Made more amendments according to PR feedback.

Kian Ho · Kian Ho · commit e038cb37599e · 2015-05-07T18:37:51.000+10:00
A number of further amendments to the plot_ensemble_oob.py example
script were suggested in the PR thread and addressed accordingly:

- The ExtraTreesClassifier models were removed from the example, since
  they don't use bootstrapping by default (but can be using bootstrap=True).

- Included the OOB errors for RandomForestClassifier models with various
  max_features values.

- Changed the sample datasets to make for a nicer looking plot.

- Changed "cross-validated" to "validated" in the docstring.

- Added the relevant page numbers to the Hastie et al. reference.

- PEP8 compliance, fixed line &gt; 80 chars.
diff --git a/examples/ensemble/plot_ensemble_oob.py b/examples/ensemble/plot_ensemble_oob.py
@@ -1,23 +1,22 @@
 """
-=========================================================
-OOB Errors for Random Forests and Extra Trees Classifiers
-=========================================================
+=============================
+OOB Errors for Random Forests
+=============================
 
-The ``RandomForestClassifier`` and ``ExtraTreesClasifier`` are trained using
-*bootstrap aggregation*. During training, each new tree is fit from a
-bootstrap sample of the training observations :math:`z_i = (x_i, y_i)`. The
-*out-of-bag* (OOB) error is the average prediction error for each :math:`z_i`
-from trees that do not contain :math:`z_i` in their respective bootstrap
-sample.
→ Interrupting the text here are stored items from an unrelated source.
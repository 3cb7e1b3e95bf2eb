//! Configuration
//!
//! Environment-variable configuration, loaded once at startup and shared by
//! reference for the process lifetime.

use std::path::PathBuf;
use std::time::Duration;

use secrecy::SecretString;

use crate::error::ConfigError;

/// Default requested scope when `TIKTOK_SCOPE` is unset.
pub const DEFAULT_SCOPE: &str = "user.info.basic";

/// Default HTTP listen port when `PORT` is unset.
pub const DEFAULT_PORT: u16 = 3000;

/// Default outbound provider-call timeout.
pub const DEFAULT_HTTP_TIMEOUT: Duration = Duration::from_secs(10);

/// Process configuration.
///
/// Read-only after startup, so it is shared across requests without locking.
#[derive(Clone)]
pub struct AppConfig {
    /// Client key issued by the provider.
    pub client_key: String,
    /// Client secret issued by the provider.
    pub client_secret: SecretString,
    /// Redirect URI registered with the provider; presented identically in
    /// the authorize and token-exchange steps.
    pub redirect_uri: String,
    /// Requested permission set.
    pub scope: String,
    /// HTTP listen port.
    pub port: u16,
    /// Outbound provider-call timeout.
    pub http_timeout: Duration,
    /// Directory holding the static content pages.
    pub contents_dir: PathBuf,
}

impl AppConfig {
    /// Load configuration from process environment variables.
    pub fn from_env() -> Result<Self, ConfigError> {
        Self::from_lookup(|name| std::env::var(name).ok())
    }

    /// Load configuration through an arbitrary variable lookup.
    pub fn from_lookup<F>(lookup: F) -> Result<Self, ConfigError>
    where
        F: Fn(&str) -> Option<String>,
    {
        let required = |name: &str| -> Result<String, ConfigError> {
            lookup(name)
                .filter(|value| !value.is_empty())
                .ok_or_else(|| ConfigError::MissingVar { name: name.to_string() })
        };

        let port = match lookup("PORT") {
            Some(raw) => raw.parse::<u16>().map_err(|e| ConfigError::InvalidVar {
                name: "PORT".to_string(),
                message: e.to_string(),
            })?,
            None => DEFAULT_PORT,
        };

        Ok(Self {
            client_key: required("TIKTOK_CLIENT_KEY")?,
            client_secret: SecretString::new(required("TIKTOK_CLIENT_SECRET")?),
            redirect_uri: required("OAUTH_REDIRECT_URI")?,
            scope: lookup("TIKTOK_SCOPE")
                .filter(|scope| !scope.is_empty())
                .unwrap_or_else(|| DEFAULT_SCOPE.to_string()),
            port,
            http_timeout: DEFAULT_HTTP_TIMEOUT,
            contents_dir: PathBuf::from("contents"),
        })
    }
}

impl std::fmt::Debug for AppConfig {
    fn fmt(&self, f: &mut std::fmt::Formatter<'_>) -> std::fmt::Result {
        f.debug_struct("AppConfig")
            .field("client_key", &self.client_key)
            .field("client_secret", &"[REDACTED]")
            .field("redirect_uri", &self.redirect_uri)
            .field("scope", &self.scope)
            .field("port", &self.port)
            .field("http_timeout", &self.http_timeout)
            .field("contents_dir", &self.contents_dir)
            .finish()
    }
}
//! TikTok Provider Client
//!
//! Wire contract with TikTok's v2 identity endpoints: authorization URL,
//! form-encoded code-for-token exchange, and Bearer-authenticated user-info
//! retrieval. Per-call and stateless; safe to share across requests.

use async_trait::async_trait;
use futures::StreamExt;
use secrecy::{ExposeSecret, SecretString};
use serde_json::Value;

use crate::config::AppConfig;
use crate::error::{ConfigError, ExchangeError, UserInfoError};
use crate::types::{Token, UserProfile};

use super::ProviderClient;

/// TikTok v2 authorization endpoint.
pub const AUTH_ENDPOINT: &str = "https://www.tiktok.com/v2/auth/authorize/";
/// TikTok v2 token endpoint.
pub const TOKEN_ENDPOINT: &str = "https://open.tiktokapis.com/v2/oauth/token/";
/// TikTok v2 user-info endpoint.
pub const USER_INFO_ENDPOINT: &str = "https://open.tiktokapis.com/v2/user/info/";

/// Token response bodies larger than this are rejected.
const TOKEN_BODY_LIMIT: usize = 1 << 20;
/// User-info response bodies larger than this are rejected.
const USER_INFO_BODY_LIMIT: usize = 2 << 20;
/// Diagnostic body snippets are truncated to this many bytes.
const SNIPPET_LIMIT: usize = 2048;

/// Provider endpoint set. Overridable for tests; production uses the fixed
/// TikTok v2 endpoints.
#[derive(Clone, Debug)]
pub struct Endpoints {
    pub authorize: String,
    pub token: String,
    pub user_info: String,
}

impl Default for Endpoints {
    fn default() -> Self {
        Self {
            authorize: AUTH_ENDPOINT.to_string(),
            token: TOKEN_ENDPOINT.to_string(),
            user_info: USER_INFO_ENDPOINT.to_string(),
        }
    }
}

/// Reqwest-backed TikTok client.
pub struct TikTokClient {
    client_key: String,
    client_secret: SecretString,
    http: reqwest::Client,
    endpoints: Endpoints,
}

impl TikTokClient {
    /// Create a client against the fixed TikTok endpoints.
    pub fn new(client_key: String, client_secret: SecretString, http: reqwest::Client) -> Self {
        Self::with_endpoints(client_key, client_secret, http, Endpoints::default())
    }

    /// Create a client against custom endpoints.
    pub fn with_endpoints(
        client_key: String,
        client_secret: SecretString,
        http: reqwest::Client,
        endpoints: Endpoints,
    ) -> Self {
        Self {
            client_key,
            client_secret,
            http,
            endpoints,
        }
    }

    /// Build a client from the process configuration.
    pub fn from_config(config: &AppConfig) -> Result<Self, ConfigError> {
        let http = reqwest::Client::builder()
            .timeout(config.http_timeout)
            .build()
            .map_err(|e| ConfigError::HttpClient { message: e.to_string() })?;

        Ok(Self::new(
            config.client_key.clone(),
            config.client_secret.clone(),
            http,
        ))
    }
}

#[async_trait]
impl ProviderClient for TikTokClient {
    fn auth_url(&self, state: &str, redirect_uri: &str, scope: &str) -> String {
        let mut query = url::form_urlencoded::Serializer::new(String::new());
        query.append_pair("client_key", &self.client_key);
        query.append_pair("response_type", "code");
        if !scope.is_empty() {
            query.append_pair("scope", scope);
        }
        query.append_pair("redirect_uri", redirect_uri);
        if !state.is_empty() {
            query.append_pair("state", state);
        }
        format!("{}?{}", self.endpoints.authorize, query.finish())
    }

    async fn exchange(&self, code: &str, redirect_uri: &str) -> Result<Token, ExchangeError> {
        // redirect_uri must match the value used at the authorize step.
        let form = [
            ("client_key", self.client_key.as_str()),
            ("client_secret", self.client_secret.expose_secret().as_str()),
            ("code", code),
            ("grant_type", "authorization_code"),
            ("redirect_uri", redirect_uri),
        ];

        let response = self.http.post(&self.endpoints.token).form(&form).send().await?;

        let status = response.status();
        let body = read_capped(response, TOKEN_BODY_LIMIT).await.map_err(|e| match e {
            BodyError::Transport(e) => ExchangeError::Transport(e),
            BodyError::TooLarge(limit) => ExchangeError::BodyTooLarge { limit },
        })?;

        if !status.is_success() {
            return Err(ExchangeError::Status {
                status: status.as_u16(),
                body: String::from_utf8_lossy(&body).into_owned(),
            });
        }

        decode_token_body(&body)
    }

    async fn user_info(
        &self,
        access_token: &str,
        fields: &[&str],
    ) -> Result<UserProfile, UserInfoError> {
        if access_token.is_empty() {
            return Err(UserInfoError::MissingAccessToken);
        }

        let mut request = self.http.get(&self.endpoints.user_info).bearer_auth(access_token);
        if !fields.is_empty() {
            request = request.query(&[("fields", fields.join(","))]);
        }

        let response = request.send().await?;

        let status = response.status();
        let body = read_capped(response, USER_INFO_BODY_LIMIT)
            .await
            .map_err(|e| match e {
                BodyError::Transport(e) => UserInfoError::Transport(e),
                BodyError::TooLarge(limit) => UserInfoError::BodyTooLarge { limit },
            })?;

        if !status.is_success() {
            return Err(UserInfoError::Status {
                status: status.as_u16(),
                snippet: truncate_snippet(&body, SNIPPET_LIMIT),
            });
        }

        let document: Value = serde_json::from_slice(&body)
            .map_err(|e| UserInfoError::Decode { message: e.to_string() })?;
        if !document.is_object() {
            return Err(UserInfoError::Decode {
                message: "user info response is not a JSON object".to_string(),
            });
        }

        Ok(UserProfile::new(document))
    }
}

enum BodyError {
    Transport(reqwest::Error),
    TooLarge(usize),
}

/// Read a response body through a hard size cap, aborting early on oversize.
async fn read_capped(response: reqwest::Response, limit: usize) -> Result<Vec<u8>, BodyError> {
    let mut body = Vec::new();
    let mut stream = response.bytes_stream();
    while let Some(chunk) = stream.next().await {
        let chunk = chunk.map_err(BodyError::Transport)?;
        if body.len() + chunk.len() > limit {
            return Err(BodyError::TooLarge(limit));
        }
        body.extend_from_slice(&chunk);
    }
    Ok(body)
}

/// Decode a 2xx token-exchange body.
///
/// TikTok wraps the payload as `{"data": {...}}`; a flat body is accepted as
/// fallback when no wrapper field is present. Field extraction is permissive:
/// missing keys yield empty values, and `expires_in` is normalized from
/// integer, float, or numeric-string form.
fn decode_token_body(body: &[u8]) -> Result<Token, ExchangeError> {
    let root: Value = serde_json::from_slice(body)
        .map_err(|e| ExchangeError::Decode { message: e.to_string() })?;

    if let Some(error) = root.get("error").and_then(Value::as_str) {
        if !error.is_empty() {
            let message = root
                .get("message")
                .and_then(Value::as_str)
                .unwrap_or_default();
            return Err(ExchangeError::Provider {
                error: error.to_string(),
                message: message.to_string(),
            });
        }
    }

    let data = match root.get("data") {
        Some(Value::Object(wrapped)) => wrapped,
        _ => root.as_object().ok_or_else(|| ExchangeError::Decode {
            message: "unexpected token response format".to_string(),
        })?,
    };

    let token = Token {
        access_token: str_field(data, "access_token"),
        refresh_token: str_field(data, "refresh_token"),
        expires_in: int_field(data, "expires_in"),
        token_type: str_field(data, "token_type"),
        scope: str_field(data, "scope"),
        open_id: str_field(data, "open_id"),
    };

    if token.access_token.is_empty() {
        return Err(ExchangeError::Decode {
            message: "missing access_token in token response".to_string(),
        });
    }

    Ok(token)
}

fn str_field(data: &serde_json::Map<String, Value>, key: &str) -> String {
    match data.get(key) {
        Some(Value::String(s)) => s.clone(),
        Some(Value::Number(n)) => n.to_string(),
        Some(Value::Bool(b)) => b.to_string(),
        _ => String::new(),
    }
}

fn int_field(data: &serde_json::Map<String, Value>, key: &str) -> i64 {
    match data.get(key) {
        Some(Value::Number(n)) => n.as_i64().or_else(|| n.as_f64().map(|f| f as i64)).unwrap_or(0),
        Some(Value::String(s)) => s
            .parse::<i64>()
            .ok()
            .or_else(|| s.parse::<f64>().ok().map(|f| f as i64))
            .unwrap_or(0),
        _ => 0,
    }
}

fn truncate_snippet(body: &[u8], limit: usize) -> String {
    if body.len() <= limit {
        String::from_utf8_lossy(body).into_owned()
    } else {
        format!("{}...", String::from_utf8_lossy(&body[..limit]))
    }
}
This allows models to be simultaneously fit and cross-validated [1].
+The ``RandomForestClassifier`` is trained using *bootstrap aggregation*. During
+training, each new tree is fit from a bootstrap sample of the training
+observations :math:`z_i = (x_i, y_i)`. The *out-of-bag* (OOB) error is the
+average prediction error for each :math:`z_i` from trees that do not contain
+:math:`z_i` in their respective bootstrap sample. This allows models to be
+simultaneously fit and validated [1].
 
 The example below demonstrates how the OOB error can be measured at the
-inclusion of each new tree whilst fitting ``RandomForestClassifier`` and
-``ExtraTreesClassifier`` models. The subsequent plot enables the practitioner
-to approximate the error stabilization point of each model at which training
-can be halted.
+inclusion of each new tree whilst fitting ``RandomForestClassifier`` models.
+The subsequent plot enables the practitioner to approximate the error
+stabilization point of each model at which training can be halted.
 
 .. [1] T. Hastie, R. Tibshirani and J. Friedman, "Elements of Statistical
-       Learning Ed. 2", Springer, 2009.
+       Learning Ed. 2", p592-593, Springer, 2009.
 
 """
 import matplotlib.pyplot as plt
@@ -37,38 +36,34 @@
 RANDOM_STATE = 123
 
 # Generate a binary classification dataset.
-X, y = make_classification(n_samples=500, n_features=30,
-                           n_clusters_per_class=1,
+X, y = make_classification(n_samples=500, n_features=25,
+                           n_clusters_per_class=1, n_informative=15,
                            random_state=RANDOM_STATE)
 
 # NOTE: Setting the `warm_start` construction parameter to `True` disables
 # support for paralellised ensembles but is necessary for tracking the OOB
 # error trajectory during training.
 ensemble_clfs = [
-    ("RandomForestClassifier, max_features='auto'",
+    ("RandomForestClassifier, max_features='sqrt'",
         RandomForestClassifier(warm_start=True, oob_score=True,
-                               max_features="auto",
+                               max_features="sqrt",
                                random_state=RANDOM_STATE)),
-    ("RandomForestClassifier, max_features=2",
-        RandomForestClassifier(warm_start=True, max_features=2,
+    ("RandomForestClassifier, max_features='log2'",
+        RandomForestClassifier(warm_start=True, max_features='log2',
                                oob_score=True,
                                random_state=RANDOM_STATE)),
-    ("ExtraTreesClassifier, max_features='auto'",
-        ExtraTreesClassifier(warm_start=True, max_features="auto",
-                             oob_score=True, bootstrap=True,
-                             random_state=RANDOM_STATE)),
-    ("ExtraTreesClassifier, max_features=2",
-        ExtraTreesClassifier(warm_start=True, max_features=2,
-                             oob_score=True, bootstrap=True,
-                             random_state=RANDOM_STATE))
+    ("RandomForestClassifier, max_features=None",
+        RandomForestClassifier(warm_start=True, max_features=None,
+                               oob_score=True,
+                               random_state=RANDOM_STATE))
 ]
 
 # Map a classifier name to a list of (<n_estimators>, <error rate>) pairs.
 error_rate = OrderedDict((label, []) for label, _ in ensemble_clfs)
 
 # Range of `n_estimators` values to explore.
 min_estimators = 15
-max_estimators = 150
+max_estimators = 175
 
 for label, clf in ensemble_clfs:
     for i in range(min_estimators, max_estimators + 1):